Deretan Kasus Pinjol Ilegal: Dibayar Nggak Lunas-lunas, Korban Bunuh Diri

Aulia Damayanti - detikFinance
Minggu, 24 Okt 2021 13:38 WIB
Polda Jatim menggerebek salah satu kantor pinjol ilegal PT Duyung Sakti Indonesia. Begini kondisi kantor Pinjol usai digerebek.
Kantor pinjol ilegal di Jatim/Foto: Amir Baihaqi
Jakarta -

Pinjaman online (pinjol) memang semakin populer karena masyarakat bisa dengan mudah mendapatkan pinjaman uang. Hal ini dimanfaatkan oknum untuk melahirkan pinjol ilegal.

Dalam catatan Otoritas Jasa Keuangan (OJK) sejak 2018 pihaknya telah memblokir atau menutup 3.516 aplikasi atau website pinjol ilegal. Meski sudah banyak yang diblokir, nyatanya masih banyak juga bermunculan lagi pinjol ilegal yang bahkan menelan korban gara-gara bunga yang mencekik masyarakat.

Rata-rata masyarakat mudah tergiur dengan rayuan pinjol ilegal karena terdesak butuh uang. Kemudian, setelah tergoda rayuan, masyarakat langsung mengklik tautan yang dikirimkan melalui SMS atau aplikasi perpesanan.

Masyarakat yang terlanjur terjerat juga sering kali tergiur karena penawarannya yang disebut cepat cair. Selain itu, ada juga berbagai alasan pribadi yakni karena kebutuhan mendesak.

Dari catatan detikcom, ini 3 kasus pinjol ilegal yang sempat bikin heboh:

1. Utang Dibayar Nggak Lunas-lunas

Ada seorang pria bernama Dedi, salah satu korban pinjol ilegal. Perkara utang anaknya sebesar Rp 2,5 juta tidak kunjung lunas meski sudah dia bayar sebesar Rp 100 juta.

"Pinjam Rp 2,5 juta nggak ditransfer, tapi ditagih terus. Dari 2019. Katanya sudah ditransfer dilihat di rekening nya tapi nggak ada, tapi ditagih terus," ujar Dedi, Sabtu (16/10/2021).

Dedi mengungkapkan, sang anak dikenakan bunga per hari mencapai Rp 500 ribu. Anaknya itu ditawari pinjol melalui media sosial.
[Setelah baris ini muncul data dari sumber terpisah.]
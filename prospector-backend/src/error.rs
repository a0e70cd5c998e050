use prospector_common::ParameterError;
use thiserror::Error;

/// Startup configuration rejected before any cycle runs
#[derive(Debug, Error)]
pub enum ConfigError {
    #[error("invalid simulation parameters: {0}")]
    Simulation(#[from] ParameterError),

    #[error("polling interval must be between 1 and {max} seconds, got {got}")]
    IntervalOutOfRange { got: u64, max: u64 },

    #[error("catalog timeout must be between 1 and {max} seconds, got {got}")]
    TimeoutOutOfRange { got: u64, max: u64 },

    #[error("catalog retry delay must be at most {max} seconds, got {got}")]
    RetryDelayOutOfRange { got: u64, max: u64 },

    #[error("catalog base URL is empty")]
    EmptyBaseUrl,

    #[error("catalog max_retries must be at least 1")]
    ZeroRetries,

    #[error("no asteroid_id configured and candidate_ids is empty")]
    NoAsteroidCandidates,
}

/// A catalog fetch that did not produce a record
#[derive(Debug, Error)]
pub enum FetchError {
    #[error("request for {asset_id} failed: {source}")]
    Transport {
        asset_id: String,
        #[source]
        source: reqwest::Error,
    },

    #[error("HTTP error {status} for {asset_id}")]
    Status {
        asset_id: String,
        status: reqwest::StatusCode,
    },

    #[error("malformed catalog response for {asset_id}: {source}")]
    Decode {
        asset_id: String,
        #[source]
        source: serde_json::Error,
    },

    #[error("catalog source unavailable: {0}")]
    Unavailable(String),
}

#[derive(Debug, Error)]
pub enum SchedulerError {
    #[error("bootstrap fetch for {asset_id} failed: {source}")]
    Bootstrap {
        asset_id: String,
        #[source]
        source: FetchError,
    },

    #[error("scheduler task ended abnormally: {0}")]
    Join(#[from] tokio::task::JoinError),
}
Pihak pinjol kerap menagih utang kepada anaknya itu dengan ancaman akan diculik hingga dibunuh. Akhirnya, karena takut, anak Dedi itu terpaksa membayar dengan uang tabungan milik Dedi.

"Anak saya karena takut (akhirnya) bayar, tapi nggak nggak lunas-lunas," ucapnya.